The first studies on ferritic–pearlitic microalloyed steels containing V and Nb microadditions were conducted between 1970 and 1980 and demonstrated that high mechanical properties could be achieved for forgings by allowing direct cooling from the final forging temperature (Figure 3). The chemical composition of ferritic–pearlitic steels is composed of <0.5 wt.% C, <2 wt.% Mn and <0.9 wt.% Si together with microalloying additions of Ti, V and Nb in total amounts below 0.1 wt.% [28]. Ti and V microadditions form TiC, TiN, VN and V(C,N) precipitates, which inhibit austenite grain growth during austenitization. During heating and austenitization, Ti and V-containing compounds should not fully dissolve in the solid solution, because this promotes undesirable grain growth. This mechanism promotes grain refinement improving both the yield strength and the impact toughness of the steel [36]. For forgings with complex shapes, the proper design of process parameters is challenging. To ensure the desired kinetics of phase transformations, it is necessary to maintain appropriate hot deformation parameters. Moreover, cooling rates must be adjusted to the varying cross-sections of the forgings to achieve microstructure homogeneity [37,38,39,40]. Rasouli et al. [41] investigated the effect of the post-forging cooling rate on the microstructure and mechanical properties of the microalloyed 30MSV6 steel grade. They observed that the cooling rate after forging influences the size and distribution of ferrite and pearlite as well as the thickness and arrangement of pearlite lamellae. With increasing cooling rate, the resulting ferrite–pearlite microstructures were observed to transform into acicular ferrite, bainite or martensite. Selected chemical compositions and corresponding mechanical properties of ferritic–pearlitic steels obtained using different cooling media are presented in Table 3.
Figure 3. Processing schedule for forgings with a ferritic–pearlitic microstructure.
Table 3. Chemical compositions and corresponding mechanical properties of selected ferritic–pearlitic steels obtained using different cooling media.
Compared to steels with a microstructure of tempered martensite, ferritic–pearlitic microalloyed steels exhibit significantly lower impact toughness, which limits their application. However, they are characterized by higher fatigue strength and overall good machinability and do not require implementation of additional heat treatment [44,45].

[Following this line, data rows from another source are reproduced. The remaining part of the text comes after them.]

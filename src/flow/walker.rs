//! Structured frame-set traversal.
//!
//! Walks one block tree with a set of frames: the frame reaching the
//! next statement, the merged frame reaching enclosing-loop/switch
//! breaks, and the merged frame reaching loop continues. Loops run a
//! bounded fixpoint; everything the walker cannot model makes it abort
//! the whole method.

use crate::ast::{Block, Condition, Loop, LoopKind, Node, Operand, Operation, Switch};

use super::{FlowAbort, FlowCx, Frame};

/// Mutable traversal state for one block. Never outlives the traversal
/// call that created it.
pub(crate) struct FrameSet {
    /// Frame reaching fallthrough; `None` after a terminator.
    pass: Option<Frame>,
    /// Merged frame over every break out of the enclosing loop/switch.
    brk: Option<Frame>,
    /// Merged frame over every continue of the enclosing loop.
    cont: Option<Frame>,
}

impl FrameSet {
    pub fn new(start: Frame) -> Self {
        Self {
            pass: Some(start),
            brk: None,
            cont: None,
        }
    }

    /// The upstream decompiler guarantees nothing follows a block
    /// terminator; a tree violating that is a defect in the input
    /// contract, not an analysis outcome.
    fn take_pass(&mut self) -> Frame {
        match self.pass.take() {
            Some(frame) => frame,
            None => panic!("malformed method tree: node follows a block terminator"),
        }
    }

    pub fn process(&mut self, cx: &mut FlowCx<'_>, block: &Block) -> Result<(), FlowAbort> {
        let mut was_monitor = false;
        for node in &block.body {
            match node {
                Node::Expr(id) => {
                    let expr = cx.body.expr(*id);
                    match expr.op {
                        Operation::Break => {
                            if matches!(expr.operand, Some(Operand::Label(_))) {
                                return Err(FlowAbort::Unsupported("labeled break"));
                            }
                            let frame = self.take_pass();
                            self.brk = Frame::merge_opt(cx.data, self.brk.take(), Some(frame));
                            return Ok(());
                        }
                        Operation::Continue => {
                            if matches!(expr.operand, Some(Operand::Label(_))) {
                                return Err(FlowAbort::Unsupported("labeled continue"));
                            }
                            let frame = self.take_pass();
                            self.cont = Frame::merge_opt(cx.data, self.cont.take(), Some(frame));
                            return Ok(());
                        }
                        Operation::Return | Operation::Throw => {
                            let frame = self.take_pass();
                            frame.process(cx, *id);
                            // Keep walking: a node after this one has no
                            // incoming frame and trips take_pass.
                            self.pass = None;
                        }
                        Operation::Goto | Operation::Ret => {
                            return Err(FlowAbort::Unsupported("unstructured jump"));
                        }
                        Operation::MonitorEnter => {
                            let frame = self.take_pass();
                            self.pass = Some(frame.process(cx, *id));
                            was_monitor = true;
                            continue;
                        }
                        _ => {
                            let frame = self.take_pass();
                            self.pass = Some(frame.process(cx, *id));
                        }
                    }
                }
                Node::Block(inner) => {
                    self.process(cx, inner)?;
                    if self.pass.is_none() {
                        return Ok(());
                    }
                }
                Node::Condition(cond) => self.process_condition(cx, cond)?,
                Node::Switch(sw) => self.process_switch(cx, sw)?,
                Node::Loop(lp) => {
                    let done = self.process_loop(cx, lp)?;
                    if done {
                        return Ok(());
                    }
                }
                Node::Try(tr) => {
                    // The only analyzable protected region is the
                    // monitor-guarded synchronized shape with no
                    // handlers and no finally.
                    if was_monitor && tr.handlers == 0 && !tr.has_finally {
                        self.process(cx, &tr.protected)?;
                        was_monitor = false;
                        continue;
                    }
                    return Err(FlowAbort::Unsupported("try/catch/finally"));
                }
                Node::Label(_) => return Err(FlowAbort::Unsupported("label")),
            }
            was_monitor = false;
        }
        Ok(())
    }

    fn process_condition(&mut self, cx: &mut FlowCx<'_>, cond: &Condition) -> Result<(), FlowAbort> {
        let frame = self.take_pass().process(cx, cond.test);

        let mut left = FrameSet::new(frame.clone());
        left.process(cx, &cond.then_block)?;
        let mut right = FrameSet::new(frame);
        right.process(cx, &cond.else_block)?;

        self.pass = Frame::merge_opt(cx.data, left.pass.take(), right.pass.take());
        let branch_brk = Frame::merge_opt(cx.data, left.brk.take(), right.brk.take());
        self.brk = Frame::merge_opt(cx.data, self.brk.take(), branch_brk);
        let branch_cont = Frame::merge_opt(cx.data, left.cont.take(), right.cont.take());
        self.cont = Frame::merge_opt(cx.data, self.cont.take(), branch_cont);
        Ok(())
    }

    fn process_switch(&mut self, cx: &mut FlowCx<'_>, sw: &Switch) -> Result<(), FlowAbort> {
        let before = self.take_pass().process(cx, sw.selector);

        // Cases run as one continued traversal: each case entry merges
        // the pre-switch frame (no case matched yet) with the frame
        // falling through from the previous case. Detectors depend on
        // this exact join rule.
        let mut body = FrameSet {
            pass: None,
            brk: None,
            cont: None,
        };
        let mut has_default = false;
        for case in &sw.cases {
            body.pass = Frame::merge_opt(cx.data, Some(before.clone()), body.pass.take());
            body.process(cx, &case.body)?;
            has_default |= case.default;
        }

        let exit = if has_default {
            Frame::merge_opt(cx.data, body.pass.take(), body.brk.take())
        } else {
            // Without a default the selector may match nothing and
            // control skips every case.
            let fallthrough = Frame::merge_opt(cx.data, Some(before), body.pass.take());
            Frame::merge_opt(cx.data, fallthrough, body.brk.take())
        };
        self.pass = exit;
        self.cont = Frame::merge_opt(cx.data, self.cont.take(), body.cont.take());
        Ok(())
    }

    /// Returns `true` when the remainder of the enclosing block is
    /// unreachable (an exit-by-break loop that never breaks).
    fn process_loop(&mut self, cx: &mut FlowCx<'_>, lp: &Loop) -> Result<bool, FlowAbort> {
        cx.stats.increment("loop.total");
        match lp.kind {
            LoopKind::NoTest => {
                let mut loop_end: Option<Frame> = None;
                let mut loop_start = self.take_pass();
                let mut iter = 0u32;
                loop {
                    let mut body = FrameSet::new(loop_start.clone());
                    body.process(cx, &lp.body)?;
                    loop_end = Frame::merge_opt(cx.data, body.brk.take(), loop_end);
                    let next = Frame::merge_opt(cx.data, body.pass.take(), body.cont.take());
                    let next = Frame::merge_into(cx.data, loop_start.clone(), next);
                    if next == loop_start {
                        break;
                    }
                    loop_start = next;
                    bump_iteration(&mut iter, cx)?;
                }
                match loop_end {
                    Some(frame) => {
                        self.pass = Some(frame);
                        Ok(false)
                    }
                    // No break anywhere: whatever follows the loop can
                    // never run and stays unannotated.
                    None => {
                        self.pass = None;
                        Ok(true)
                    }
                }
            }
            LoopKind::PreTest(test) => {
                let mut loop_end = self.take_pass().process(cx, test);
                let mut iter = 0u32;
                loop {
                    let mut body = FrameSet::new(loop_end.clone());
                    body.process(cx, &lp.body)?;
                    let new_start = Frame::merge_opt(cx.data, body.pass.take(), body.cont.take());
                    let new_end = new_start.map(|f| f.process(cx, test));
                    let new_end = Frame::merge_opt(cx.data, body.brk.take(), new_end);
                    let new_end = Frame::merge_into(cx.data, loop_end.clone(), new_end);
                    if new_end == loop_end {
                        break;
                    }
                    loop_end = new_end;
                    bump_iteration(&mut iter, cx)?;
                }
                self.pass = Some(loop_end);
                Ok(false)
            }
            LoopKind::PostTest(test) => {
                let mut loop_end: Option<Frame> = None;
                let mut loop_start = Some(self.take_pass());
                let mut iter = 0u32;
                loop {
                    let start = match loop_start.clone() {
                        Some(frame) => frame,
                        // The body is no longer reachable; the estimate
                        // cannot change further.
                        None => break,
                    };
                    let mut body = FrameSet::new(start);
                    body.process(cx, &lp.body)?;
                    let before_test = Frame::merge_opt(cx.data, body.pass.take(), body.cont.take());
                    let new_end = before_test.map(|f| f.process(cx, test));
                    let new_end = Frame::merge_opt(cx.data, loop_end.clone(), new_end);
                    loop_start = new_end.clone();
                    let new_end = Frame::merge_opt(cx.data, body.brk.take(), new_end);
                    if new_end == loop_end {
                        break;
                    }
                    loop_end = new_end;
                    bump_iteration(&mut iter, cx)?;
                }
                self.pass = loop_end;
                Ok(false)
            }
        }
    }
}

fn bump_iteration(iter: &mut u32, cx: &mut FlowCx<'_>) -> Result<(), FlowAbort> {
    *iter += 1;
    if *iter > cx.options.max_loop_iterations {
        cx.stats.increment("loop.diverged");
        return Err(FlowAbort::Diverged);
    }
    Ok(())
}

2.4. Steels with a Bainitic Microstructure

An intermediate range of mechanical properties between ferritic–pearlitic and martensitic steels can be achieved for bainitic steels. Bainitic steels for forgings have chemical compositions similar to microalloyed ferritic–pearlitic steels. However, to increase hardenability, Mo or Cr in a content of 0.2–1 wt.% and V with a content up to 0.15 wt.% are added to the steel [46,47,48]. The processing route of forged components with a bainitic microstructure includes austenitization, hot deformation and subsequent controlled cooling to obtain a bainitic microstructure (Figure 4). The hot deformation parameters strongly affect the recrystallization process and consequently, determine the final microstructure of forged component. Silveira et al. [49] observed that forging processes performed at lower temperatures increased the fraction of polygonal ferrite, resulting in a microstructure heterogeneity, and promoted martensitic transformation during cooling. On the other hand, forging processes conducted at higher temperatures favored the formation of undesirable granular bainite [50,51,52]. Tailoring the bainite morphology is crucial for achieving high mechanical properties of bainitic forgings [53,54,55,56,57].
Figure 4. Processing schedule for forgings with a bainitic microstructure.
The application of continuous cooling after forging enables a reduction in manufacturing costs as it eliminates the need for additional heat treatment operations. Bainitic steels are used significantly less frequently than ferritic–pearlitic steels, primarily due to challenges in ensuring adequate microstructural homogeneity [10]. Selected chemical compositions and corresponding mechanical properties of bainitic steel for forgings are presented in Table 4.
Table 4. Chemical compositions and corresponding mechanical properties of bainitic steels.
Lisiecka-Graca et al. [58] reported that nanobainitic steels exhibit a high potential for forging applications due to their advantageous combination of strength, ductility and in-use properties. However, for forgings with large cross-sections, the prolonged isothermal heat-treatment required to obtain a uniform nanobainitic microstructure makes this approach uneconomical. Nevertheless, nanobainitic steels can be successfully used for forgings with small cross-sections [59].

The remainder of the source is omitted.